▶ [Task prompt]
Please copy every line from the following entries in which the word "dimension" appears.
*** Opening of Exercise data ***
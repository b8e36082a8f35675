//! Landmark frame and model-mode types

use serde::{Deserialize, Serialize};

/// Coordinates per single-hand frame: 21 landmarks × (x, y, z).
pub const HAND_FRAME_DIM: usize = 63;

/// Coordinates per whole-body holistic frame:
/// pose 33×4 + two hands 21×3 + face 468×3.
pub const HOLISTIC_FRAME_DIM: usize = 1662;

/// One instant of extracted landmarks, or an explicit "no detection".
///
/// Presence is carried by the flag, never inferred from the coordinate
/// values — a real landmark at the origin and a missed detection must stay
/// distinguishable for gap interpolation.
#[derive(Debug, Clone, PartialEq, Serialize, Deserialize)]
pub struct LandmarkFrame {
    /// Whether the extractor found a hand/body in this frame.
    pub present: bool,
    /// Normalized coordinates, fixed length for the session's mode.
    pub coords: Vec<f32>,
}

impl LandmarkFrame {
    /// A frame with detected landmarks.
    pub fn detected(coords: Vec<f32>) -> Self {
        Self {
            present: true,
            coords,
        }
    }

    /// An explicit no-detection frame of the given dimension.
    ///
    /// Coordinates hold a neutral sentinel and must not be fed to a
    /// classifier without interpolation.
    pub fn missing(dim: usize) -> Self {
        Self {
            present: false,
            coords: vec![0.0; dim],
        }
    }

    /// Coordinate dimension of this frame.
    pub fn dim(&self) -> usize {
        self.coords.len()
    }
}

/// Recognition mode for a session, fixed by the `start` control message.
#[derive(Debug, Clone, Copy, PartialEq, Eq, Serialize, Deserialize)]
pub enum ModelMode {
    /// Fingerspelled alphabet (static hand poses plus the two-state traced letters).
    #[serde(rename = "alpha")]
    Alpha,
    /// Numeric signs (same capture pipeline, numeric label space).
    #[serde(rename = "num")]
    Numeric,
    /// Word-level glosses over whole-body sequences.
    #[serde(rename = "glosses")]
    Glosses,
}

impl ModelMode {
    /// Coordinate dimension of a single frame in this mode.
    pub fn frame_dim(self) -> usize {
        match self {
            ModelMode::Alpha | ModelMode::Numeric => HAND_FRAME_DIM,
            ModelMode::Glosses => HOLISTIC_FRAME_DIM,
        }
    }

    /// Minimum buffered frames required before a forced `process` is valid.
    pub fn min_frames(self) -> usize {
        match self {
            // The static tier needs two frames to confirm.
            ModelMode::Alpha | ModelMode::Numeric => 2,
            // The word model pads short windows, so one frame suffices.
            ModelMode::Glosses => 1,
        }
    }

    /// Whether this mode tolerates a shorter-than-capacity window
    /// (the word model pads or truncates to its fixed input length).
    pub fn supports_partial_window(self) -> bool {
        matches!(self, ModelMode::Glosses)
    }
}

impl std::fmt::Display for ModelMode {
    fn fmt(&self, f: &mut std::fmt::Formatter<'_>) -> std::fmt::Result {
        match self {
            ModelMode::Alpha => write!(f, "alpha"),
            ModelMode::Numeric => write!(f, "num"),
            ModelMode::Glosses => write!(f, "glosses"),
        }
    }
}

/// Which hand the signer leads with. Forwarded to the extraction
/// collaborator so mirrored captures land in the dominant-hand slot.
#[derive(Debug, Clone, Copy, PartialEq, Eq, Default, Serialize, Deserialize)]
#[serde(rename_all = "lowercase")]
pub enum Dexterity {
    #[default]
    Right,
    Left,
}

impl std::fmt::Display for Dexterity {
    fn fmt(&self, f: &mut std::fmt::Formatter<'_>) -> std::fmt::Result {
        match self {
            Dexterity::Right => write!(f, "right"),
            Dexterity::Left => write!(f, "left"),
        }
    }
}
//! SignStream: Real-Time Sign Language Recognition
//!
//! Streaming session engine for landmark-based sign classification.
//!
//! ## Architecture
//!
//! - **SessionStateMachine**: per-connection protocol and decision driver
//! - **Arbiter**: classifier selection and disagreement reconciliation
//! - **SequenceBuffer**: bounded frame buffer with gap interpolation
//! - **CooldownController**: post-result re-trigger suppression
//! - **ModelRegistry**: shared read-only classifier handles

pub mod api;
pub mod arbiter;
pub mod classify;
pub mod config;
pub mod extract;
pub mod session;
pub mod state;
pub mod types;

// Re-export configuration
pub use config::AppConfig;

// Re-export commonly used types
pub use types::{
    ClassificationResult, ControlMessage, Dexterity, LandmarkFrame, ModelMode, ResultKind,
    ServerMessage, SessionStatus, SignResult,
};

// Re-export the session engine
pub use arbiter::{Arbiter, Verdict};
pub use session::{
    CooldownController, SequenceBuffer, SessionError, SessionState, SessionStateMachine,
};

// Re-export the classifier boundary
pub use classify::{ClassifierError, ClassifierPort, ModelRegistry, Prediction};

// Re-export server state
pub use state::{AppState, SystemStatus};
*** Close of Exercise data ***
▶ [Answer to this exercise]
    /// An explicit no-detection frame of the given dimension.
    /// Coordinate dimension of this frame.
    /// Coordinate dimension of a single frame in this mode.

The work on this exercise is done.